(Assignment): Some of the lines below need repeating. Reproduce exactly those between the lines holding "use crate::context::AppContext;" and "for the import command", inclusive.

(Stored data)
--------------------------------------------------

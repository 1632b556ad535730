//! Roster import command

use std::path::{Path, PathBuf};

use clap::Args;
use clinic_roster_import::{ImportSummary, NoticeLevel};

use crate::context::AppContext;
use crate::error::{CliError, CliResult};

/// Shown whenever a directory snapshot could not be written to the local cache.
pub(crate) const CACHE_UNAVAILABLE: &str =
    "The local directory cache is unavailable; listings will read the store directly.";

/// Spreadsheet formats accepted by the importer.
const ALLOWED_EXTENSIONS: &[&str] = &["xlsx", "xlsm", "xls", "xlsb", "ods"];

/// Arguments for the import command
#[derive(Args, Debug)]
pub struct ImportArgs {
    /// Roster spreadsheet to import
    pub file: PathBuf,

    /// Output the summary as JSON
    #[arg(long)]
    pub json: bool,
}

/// Execute the import command
pub async fn execute(ctx: &AppContext, args: ImportArgs) -> CliResult<()> {
    let summary = run_import(ctx, &args.file).await?;

    if args.json {
        println!("{}", serde_json::to_string_pretty(&summary)?);
    } else {
        print_summary(&summary);
    }
    Ok(())
}

/// Import `file` and return the summary without printing it.
pub async fn run_import(ctx: &AppContext, file: &Path) -> CliResult<ImportSummary> {
    check_extension(file)?;
    let data = tokio::fs::read(file)
        .await
        .map_err(|e| CliError::Io(format!("Failed to read {}: {e}", file.display())))?;

    Ok(ctx.service().import_workbook(&data).await?)
}

fn check_extension(file: &Path) -> CliResult<()> {
    let extension = file
        .extension()
        .and_then(|ext| ext.to_str())
        .map(str::to_ascii_lowercase)
        .unwrap_or_default();

    if ALLOWED_EXTENSIONS.contains(&extension.as_str()) {
        Ok(())
    } else {
        Err(CliError::Validation(format!(
            "{} is not a spreadsheet (expected one of: {})",
            file.display(),
            ALLOWED_EXTENSIONS.join(", ")
        )))
    }
}

fn print_summary(summary: &ImportSummary) {
    let notice = summary.to_notification();
    let marker = match notice.level {
        NoticeLevel::Success => "✓",
        NoticeLevel::Warning => "!",
        NoticeLevel::Error => "✗",
    };

    println!("{marker} {}", notice.title);
    println!("  Rows read:    {}", summary.rows_read);
    println!("  Rows skipped: {}", summary.rows_skipped);
    println!("  Added:        {}", summary.added);
    println!("  Updated:      {}", summary.updated);
    println!("  Removed:      {}", summary.removed);
    println!("  Errors:       {}", summary.errors);
    println!("  File SHA-256: {}", summary.file_hash);

    if !summary.snapshot_refreshed {
        println!();
        println!(
            "The directory could not be re-read after the import; the local cache was cleared."
        );
    } else if summary.cache_degraded {
        println!();
        println!("{CACHE_UNAVAILABLE}");
    }
}
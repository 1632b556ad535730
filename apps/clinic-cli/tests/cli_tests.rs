//! Command-level tests against a temporary data directory.

use clap::Parser;
use clinic_cli::commands::cache::{CacheArgs, CacheCommands};
use clinic_cli::commands::{cache, import, seed_admin};
use clinic_cli::context::AppContext;
use clinic_cli::error::CliError;
use clinic_cli::paths::DataPaths;
use clinic_cli::{run, Cli};
use clinic_roster_import::ImportConfig;
use rust_xlsxwriter::Workbook;
use tempfile::TempDir;

fn roster(ids: &[&str]) -> Vec<u8> {
    let mut workbook = Workbook::new();
    let sheet = workbook.add_worksheet();
    sheet.write_string(0, 1, "Employee No.").unwrap();
    for (i, id) in ids.iter().enumerate() {
        let row = (i + 1) as u32;
        sheet.write_string(row, 1, *id).unwrap();
        sheet.write_string(row, 2, "Bautista, Rosa L.").unwrap();
        sheet.write_number(row, 3, 32874).unwrap();
        sheet.write_string(row, 4, "female").unwrap();
        sheet.write_string(row, 12, "medical technologist").unwrap();
        sheet.write_string(row, 13, "LABORATORY").unwrap();
    }
    workbook.save_to_buffer().unwrap()
}

fn context(dir: &TempDir) -> AppContext {
    AppContext::new(DataPaths::under(dir.path()), ImportConfig::default())
}

#[tokio::test]
async fn test_seed_import_and_cache_lifecycle() {
    let dir = TempDir::new().unwrap();
    let ctx = context(&dir);
    let file = dir.path().join("roster.xlsx");
    std::fs::write(&file, roster(&["LAB-1", "LAB-2"])).unwrap();

    seed_admin::execute(&ctx).await.unwrap();
    let summary = import::run_import(&ctx, &file).await.unwrap();
    assert_eq!(summary.added, 2);
    assert_eq!(summary.removed, 0);
    assert!(dir.path().join("directory/users.json").exists());

    let status = ctx.cache().status().unwrap();
    assert_eq!(status.entries, 3);
    assert!(!status.expired);

    cache::execute(
        &ctx,
        CacheArgs {
            command: CacheCommands::Clear,
        },
    )
    .unwrap();
    assert!(ctx.cache().status().is_none());

    // Re-import with one employee gone.
    std::fs::write(&file, roster(&["LAB-2"])).unwrap();
    let summary = import::run_import(&ctx, &file).await.unwrap();
    assert_eq!(summary.updated, 1);
    assert_eq!(summary.removed, 1);
    let read = ctx.service().load_directory().await.unwrap();
    assert_eq!(read.snapshot.len(), 2);
    assert!(!read.cache_degraded);
}

#[tokio::test]
async fn test_rejects_non_spreadsheet_extension() {
    let dir = TempDir::new().unwrap();
    let ctx = context(&dir);
    let file = dir.path().join("roster.csv");
    std::fs::write(&file, "id,name\n1,x\n").unwrap();

    let err = import::run_import(&ctx, &file).await.unwrap_err();
    assert!(matches!(err, CliError::Validation(_)));
    assert_eq!(err.exit_code(), 4);
}

#[tokio::test]
async fn test_corrupt_workbook_exit_code() {
    let dir = TempDir::new().unwrap();
    let ctx = context(&dir);
    let file = dir.path().join("roster.xlsx");
    std::fs::write(&file, b"not really a workbook").unwrap();

    let err = import::run_import(&ctx, &file).await.unwrap_err();
    assert_eq!(err.exit_code(), 4);
    assert_eq!(err.notification().unwrap().kind, "invalid-spreadsheet");
}

#[tokio::test]
async fn test_missing_file_is_io_error() {
    let dir = TempDir::new().unwrap();
    let ctx = context(&dir);
    let err = import::run_import(&ctx, &dir.path().join("absent.xlsx"))
        .await
        .unwrap_err();
    assert!(matches!(err, CliError::Io(_)));
}

#[tokio::test]
async fn test_run_dispatches_seed_admin() {
    let dir = TempDir::new().unwrap();
    let data_dir = dir.path().to_str().unwrap();
    let cli = Cli::try_parse_from(["clinic-cli", "--data-dir", data_dir, "seed-admin"]).unwrap();
    run(cli).await.unwrap();
    assert!(dir.path().join("directory").exists());
}
//! clinic-cli - console for the clinic employee roster
//!
//! Imports HR roster spreadsheets into the employee directory, lists the
//! directory and manages the local directory cache.

use clap::Parser;
use clinic_cli::{run, Cli};

#[tokio::main]
async fn main() {
    let cli = Cli::parse();

    if let Err(e) = clinic_cli::logging::init_logging(&cli.log_filter, cli.log_json) {
        e.print();
        std::process::exit(e.exit_code());
    }

    match run(cli).await {
        Ok(()) => std::process::exit(0),
        Err(e) => {
            e.print();
            std::process::exit(e.exit_code());
        }
    }
}
//! Timestamped cache entry.

use chrono::{DateTime, Duration, Utc};
use serde::{Deserialize, Serialize};

/// Current cache format version
pub const CACHE_VERSION: u32 = 1;

/// Snapshot lifetime: 24 hours.
pub const DEFAULT_TTL_SECONDS: u64 = 24 * 60 * 60;

/// TTLs are clamped to about a century.
const MAX_TTL_SECONDS: i64 = 100 * 365 * 24 * 60 * 60;

/// Cached value with its write time and lifetime.
#[derive(Debug, Clone, Serialize, Deserialize)]
pub struct CacheEntry<T> {
    pub data: T,
    pub cached_at: DateTime<Utc>,
    pub ttl_seconds: u64,
    /// Entries with a different version are treated as misses.
    pub version: u32,
}

impl<T> CacheEntry<T> {
    /// Create a new cache entry stamped with the current time.
    pub fn new(data: T, ttl_seconds: u64) -> Self {
        Self {
            data,
            cached_at: Utc::now(),
            ttl_seconds,
            version: CACHE_VERSION,
        }
    }

    /// Instant after which the entry is stale.
    pub fn expires_at(&self) -> DateTime<Utc> {
        let ttl = i64::try_from(self.ttl_seconds)
            .unwrap_or(MAX_TTL_SECONDS)
            .min(MAX_TTL_SECONDS);
        self.cached_at
            .checked_add_signed(Duration::seconds(ttl))
            .unwrap_or(DateTime::<Utc>::MAX_UTC)
    }

    pub fn is_expired(&self) -> bool {
        self.is_expired_at(Utc::now())
    }

    pub fn is_expired_at(&self, now: DateTime<Utc>) -> bool {
        now >= self.expires_at()
    }

    /// Whether the entry was written by this cache format.
    pub fn is_current_version(&self) -> bool {
        self.version == CACHE_VERSION
    }

    pub fn age_seconds(&self) -> i64 {
        (Utc::now() - self.cached_at).num_seconds()
    }
}

#[cfg(test)]
mod tests {
    use super::*;

    #[test]
    fn test_cache_entry_new() {
        let entry = CacheEntry::new("roster".to_string(), 3600);
        assert_eq!(entry.data, "roster");
        assert_eq!(entry.ttl_seconds, 3600);
        assert!(entry.is_current_version());
        assert!(entry.age_seconds() < 2);
    }

    #[test]
    fn test_fresh_entry_not_expired() {
        let entry = CacheEntry::new((), DEFAULT_TTL_SECONDS);
        assert!(!entry.is_expired());
    }

    #[test]
    fn test_entry_expires_after_ttl() {
        let mut entry = CacheEntry::new((), DEFAULT_TTL_SECONDS);
        entry.cached_at = Utc::now() - Duration::hours(25);
        assert!(entry.is_expired());

        let at_boundary = entry.cached_at + Duration::hours(24);
        assert!(entry.is_expired_at(at_boundary));
        assert!(!entry.is_expired_at(at_boundary - Duration::seconds(1)));
    }

    #[test]
    fn test_huge_ttl_does_not_overflow() {
        let entry = CacheEntry::new((), u64::MAX);
        assert!(!entry.is_expired());
    }
}
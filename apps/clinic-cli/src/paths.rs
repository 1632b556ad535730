//! Platform-specific data paths

use std::path::{Path, PathBuf};

use crate::error::{CliError, CliResult};

/// On-disk layout of the console's local data.
#[derive(Debug, Clone, PartialEq, Eq)]
pub struct DataPaths {
    /// Base data directory
    pub data_dir: PathBuf,
    /// JSON files of the directory store, one per collection
    pub directory_dir: PathBuf,
    /// Key-value slot files of the directory cache
    pub cache_dir: PathBuf,
}

impl DataPaths {
    /// Resolve paths, preferring `override_dir` (`--data-dir` / `CLINIC_DATA_DIR`).
    ///
    /// Default base directory:
    /// - Linux: ~/.local/share/clinic/
    /// - macOS: ~/Library/Application Support/clinic/
    /// - Windows: %APPDATA%\clinic\
    pub fn resolve(override_dir: Option<PathBuf>) -> CliResult<Self> {
        let data_dir = match override_dir {
            Some(dir) => dir,
            None => dirs::data_dir()
                .ok_or_else(|| CliError::Config("Could not determine data directory".to_string()))?
                .join("clinic"),
        };
        Ok(Self::under(&data_dir))
    }

    /// Layout rooted at `data_dir`.
    pub fn under(data_dir: &Path) -> Self {
        Self {
            directory_dir: data_dir.join("directory"),
            cache_dir: data_dir.join("cache"),
            data_dir: data_dir.to_path_buf(),
        }
    }
}
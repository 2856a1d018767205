// =============================================================================
// Upstream — gated, retried dispatch to the market-data API
// =============================================================================
//
// Every real request passes the shared rate limiter and then the retry
// policy before it reaches the transport. Cache hits never get here.
// =============================================================================

use std::sync::Arc;

use serde_json::Value;

use super::rate_limit::{RateLimiter, RateLimits};
use super::retry::RetryPolicy;
use crate::config::ClientConfig;
use crate::error::ApiResult;
use crate::transport::Transport;

/// Transport plus the policies every real dispatch goes through.
///
/// Cheap to clone; all clones share one rate-limit ledger.
#[derive(Clone)]
pub(crate) struct Upstream {
    transport: Arc<dyn Transport>,
    limiter: RateLimiter,
    retry: RetryPolicy,
}

impl Upstream {
    pub fn new(config: &ClientConfig, transport: Arc<dyn Transport>) -> Self {
        Self {
            transport,
            limiter: RateLimiter::new(RateLimits::from_config(config)),
            retry: RetryPolicy::from_config(config),
        }
    }

    pub fn limiter(&self) -> &RateLimiter {
        &self.limiter
    }

    /// Gated, retried GET.
    pub async fn get(&self, path: &str, params: Vec<(String, String)>) -> ApiResult<Value> {
        let transport = &self.transport;
        let params = &params;
        self.retry
            .execute(&self.limiter, || transport.send(path, params))
            .await
    }
}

--------------------------------------------------

(Result):
use crate::context::AppContext;
use crate::error::{CliError, CliResult};

/// Shown whenever a directory snapshot could not be written to the local cache.
pub(crate) const CACHE_UNAVAILABLE: &str =
    "The local directory cache is unavailable; listings will read the store directly.";

/// Spreadsheet formats accepted by the importer.
const ALLOWED_EXTENSIONS: &[&str] = &["xlsx", "xlsm", "xls", "xlsb", "ods"];

/// Arguments for the import command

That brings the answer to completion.